The task -
Show, from the entries below, every line in which "enum" appears.
BEGIN Source material
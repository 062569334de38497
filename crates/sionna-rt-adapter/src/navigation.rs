//! Tree navigation over integer paths
//!
//! The host addresses tree nodes with index paths; the first two indices
//! locate the simulation inside the host document. Each node kind declares
//! an ordered list of child slots, either one fixed child or one child per
//! element of a live collection, and a single walker resolves paths and
//! counts children from that layout.

use crate::model::{
    Antennas, BackgroundScene, GeometryOwner, GeometryRef, Group, MaterialSettings, Receiver,
    RenderSettings, SettingsNode, SetupSettings, Simulation, SolverSettings, Transmitter,
};
use crate::property::PropertyGroup;

/// Number of leading path indices that address the simulation itself
pub const HOST_PREFIX: usize = 2;

/// Borrow-free address of a node in the simulation tree
#[derive(Debug, Clone, Copy, PartialEq, Eq)]
pub enum NodeRef {
    Simulation,
    Setup,
    Render,
    Materials,
    BackgroundScene,
    Material(usize),
    Antennas,
    Transmitters,
    Receivers,
    Transmitter(usize),
    Receiver(usize),
    Solver,
    Geometry { owner: GeometryOwner, index: usize },
}

#[derive(Debug, Clone, Copy)]
enum Collection {
    Materials,
    Transmitters,
    Receivers,
    Geometries(GeometryOwner),
}

#[derive(Debug, Clone, Copy)]
enum Slot {
    Fixed(NodeRef),
    Each(Collection),
}

impl NodeRef {
    fn layout(self) -> Vec<Slot> {
        use Slot::{Each, Fixed};
        match self {
            NodeRef::Simulation => vec![
                Fixed(NodeRef::Setup),
                Fixed(NodeRef::Render),
                Fixed(NodeRef::Materials),
                Fixed(NodeRef::Antennas),
                Fixed(NodeRef::Solver),
            ],
            NodeRef::Materials => vec![
                Fixed(NodeRef::BackgroundScene),
                Each(Collection::Materials),
            ],
            NodeRef::Material(i) => vec![Each(Collection::Geometries(GeometryOwner::Material(i)))],
            NodeRef::Antennas => vec![Fixed(NodeRef::Transmitters), Fixed(NodeRef::Receivers)],
            NodeRef::Transmitters => vec![Each(Collection::Transmitters)],
            NodeRef::Receivers => vec![Each(Collection::Receivers)],
            NodeRef::Transmitter(i) => {
                vec![Each(Collection::Geometries(GeometryOwner::Transmitter(i)))]
            }
            NodeRef::Receiver(i) => vec![Each(Collection::Geometries(GeometryOwner::Receiver(i)))],
            NodeRef::Setup
            | NodeRef::Render
            | NodeRef::BackgroundScene
            | NodeRef::Solver
            | NodeRef::Geometry { .. } => Vec::new(),
        }
    }
}

impl Collection {
    fn len(self, sim: &Simulation) -> usize {
        match self {
            Collection::Materials => sim.materials.len(),
            Collection::Transmitters => sim.antennas.transmitters.len(),
            Collection::Receivers => sim.antennas.receivers.len(),
            Collection::Geometries(owner) => sim.geometries(owner).map_or(0, |g| g.len()),
        }
    }

    fn nth(self, index: usize) -> NodeRef {
        match self {
            Collection::Materials => NodeRef::Material(index),
            Collection::Transmitters => NodeRef::Transmitter(index),
            Collection::Receivers => NodeRef::Receiver(index),
            Collection::Geometries(owner) => NodeRef::Geometry { owner, index },
        }
    }
}

impl Slot {
    fn arity(self, sim: &Simulation) -> usize {
        match self {
            Slot::Fixed(_) => 1,
            Slot::Each(collection) => collection.len(sim),
        }
    }

    fn nth(self, index: usize) -> NodeRef {
        match self {
            Slot::Fixed(node) => node,
            Slot::Each(collection) => collection.nth(index),
        }
    }
}

fn child(sim: &Simulation, node: NodeRef, mut index: usize) -> Option<NodeRef> {
    for slot in node.layout() {
        let arity = slot.arity(sim);
        if index < arity {
            return Some(slot.nth(index));
        }
        index -= arity;
    }
    None
}

fn fan_out(sim: &Simulation, node: NodeRef) -> usize {
    node.layout().into_iter().map(|slot| slot.arity(sim)).sum()
}

/// Resolve a full host path; `None` for short, malformed or stale paths
pub fn resolve(sim: &Simulation, path: &[usize]) -> Option<NodeRef> {
    if path.len() < HOST_PREFIX {
        return None;
    }
    path[HOST_PREFIX..]
        .iter()
        .try_fold(NodeRef::Simulation, |node, &index| child(sim, node, index))
}

pub fn count_children(sim: &Simulation, path: &[usize]) -> usize {
    resolve(sim, path).map_or(0, |node| fan_out(sim, node))
}

pub fn get_tree_item<'a>(sim: &'a Simulation, path: &[usize]) -> Option<TreeItem<'a>> {
    resolve(sim, path).and_then(|node| TreeItem::lookup(sim, node))
}

/// Mutable access to the settings object at `node`; the simulation node,
/// groups and geometries have no schema of their own
pub fn settings_mut(sim: &mut Simulation, node: NodeRef) -> Option<&mut dyn SettingsNode> {
    let settings: &mut dyn SettingsNode = match node {
        NodeRef::Setup => &mut sim.setup,
        NodeRef::Render => &mut sim.render,
        NodeRef::BackgroundScene => &mut sim.background,
        NodeRef::Material(i) => sim.materials.get_mut(i)?,
        NodeRef::Antennas => &mut sim.antennas,
        NodeRef::Transmitter(i) => sim.antennas.transmitters.get_mut(i)?,
        NodeRef::Receiver(i) => sim.antennas.receivers.get_mut(i)?,
        NodeRef::Solver => &mut sim.solver,
        NodeRef::Simulation
        | NodeRef::Materials
        | NodeRef::Transmitters
        | NodeRef::Receivers
        | NodeRef::Geometry { .. } => return None,
    };
    Some(settings)
}

/// The parent address of `node`, used to show a geometry's owner
pub fn parent(node: NodeRef) -> Option<NodeRef> {
    match node {
        NodeRef::Simulation => None,
        NodeRef::Setup
        | NodeRef::Render
        | NodeRef::Materials
        | NodeRef::Antennas
        | NodeRef::Solver => Some(NodeRef::Simulation),
        NodeRef::BackgroundScene | NodeRef::Material(_) => Some(NodeRef::Materials),
        NodeRef::Transmitters | NodeRef::Receivers => Some(NodeRef::Antennas),
        NodeRef::Transmitter(_) => Some(NodeRef::Transmitters),
        NodeRef::Receiver(_) => Some(NodeRef::Receivers),
        NodeRef::Geometry { owner, .. } => Some(match owner {
            GeometryOwner::Material(i) => NodeRef::Material(i),
            GeometryOwner::Transmitter(i) => NodeRef::Transmitter(i),
            GeometryOwner::Receiver(i) => NodeRef::Receiver(i),
        }),
    }
}

/// A borrowed node of the simulation tree
#[derive(Debug, Clone, Copy)]
pub enum TreeItem<'a> {
    Simulation(&'a Simulation),
    Setup(&'a SetupSettings),
    Render(&'a RenderSettings),
    Materials(&'a Group<MaterialSettings>),
    BackgroundScene(&'a BackgroundScene),
    Material(&'a MaterialSettings),
    Antennas(&'a Antennas),
    Transmitters(&'a Group<Transmitter>),
    Receivers(&'a Group<Receiver>),
    Transmitter(&'a Transmitter),
    Receiver(&'a Receiver),
    Solver(&'a SolverSettings),
    Geometry(&'a GeometryRef),
}

impl<'a> TreeItem<'a> {
    pub fn lookup(sim: &'a Simulation, node: NodeRef) -> Option<Self> {
        Some(match node {
            NodeRef::Simulation => TreeItem::Simulation(sim),
            NodeRef::Setup => TreeItem::Setup(&sim.setup),
            NodeRef::Render => TreeItem::Render(&sim.render),
            NodeRef::Materials => TreeItem::Materials(&sim.materials),
            NodeRef::BackgroundScene => TreeItem::BackgroundScene(&sim.background),
            NodeRef::Material(i) => TreeItem::Material(sim.materials.get(i)?),
            NodeRef::Antennas => TreeItem::Antennas(&sim.antennas),
            NodeRef::Transmitters => TreeItem::Transmitters(&sim.antennas.transmitters),
            NodeRef::Receivers => TreeItem::Receivers(&sim.antennas.receivers),
            NodeRef::Transmitter(i) => TreeItem::Transmitter(sim.antennas.transmitters.get(i)?),
            NodeRef::Receiver(i) => TreeItem::Receiver(sim.antennas.receivers.get(i)?),
            NodeRef::Solver => TreeItem::Solver(&sim.solver),
            NodeRef::Geometry { owner, index } => TreeItem::Geometry(sim.geometries(owner)?.get(index)?),
        })
    }

    /// Text of the tree node
    pub fn description(&self) -> &'a str {
        match *self {
            TreeItem::Simulation(sim) => &sim.description,
            TreeItem::Setup(s) => s.description(),
            TreeItem::Render(s) => s.description(),
            TreeItem::Materials(g) => &g.description,
            TreeItem::BackgroundScene(s) => s.description(),
            TreeItem::Material(m) => m.description(),
            TreeItem::Antennas(a) => a.description(),
            TreeItem::Transmitters(g) => &g.description,
            TreeItem::Receivers(g) => &g.description,
            TreeItem::Transmitter(t) => t.description(),
            TreeItem::Receiver(r) => r.description(),
            TreeItem::Solver(s) => s.description(),
            TreeItem::Geometry(g) => &g.description,
        }
    }

    /// Warning shown on the node, if any
    pub fn status(&self) -> Option<&'a str> {
        match *self {
            TreeItem::Simulation(_) | TreeItem::Geometry(_) => None,
            TreeItem::Setup(s) => s.status().message(),
            TreeItem::Render(s) => s.status().message(),
            TreeItem::Materials(g) => g.status.message(),
            TreeItem::BackgroundScene(s) => s.status().message(),
            TreeItem::Material(m) => m.status().message(),
            TreeItem::Antennas(a) => a.status().message(),
            TreeItem::Transmitters(g) => g.status.message(),
            TreeItem::Receivers(g) => g.status.message(),
            TreeItem::Transmitter(t) => t.status().message(),
            TreeItem::Receiver(r) => r.status().message(),
            TreeItem::Solver(s) => s.status().message(),
        }
    }

    /// Property panel of the node; groups and geometries have none
    pub fn properties(&self) -> Option<PropertyGroup> {
        match *self {
            TreeItem::Simulation(sim) => Some(sim.properties()),
            TreeItem::Setup(s) => Some(s.properties()),
            TreeItem::Render(s) => Some(s.properties()),
            TreeItem::BackgroundScene(s) => Some(s.properties()),
            TreeItem::Material(m) => Some(m.properties()),
            TreeItem::Antennas(a) => Some(a.properties()),
            TreeItem::Transmitter(t) => Some(t.properties()),
            TreeItem::Receiver(r) => Some(r.properties()),
            TreeItem::Solver(s) => Some(s.properties()),
            TreeItem::Materials(_)
            | TreeItem::Transmitters(_)
            | TreeItem::Receivers(_)
            | TreeItem::Geometry(_) => None,
        }
    }
}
END Source material
Task solution -
pub enum NodeRef {
enum Collection {
enum Slot {
pub enum TreeItem<'a> {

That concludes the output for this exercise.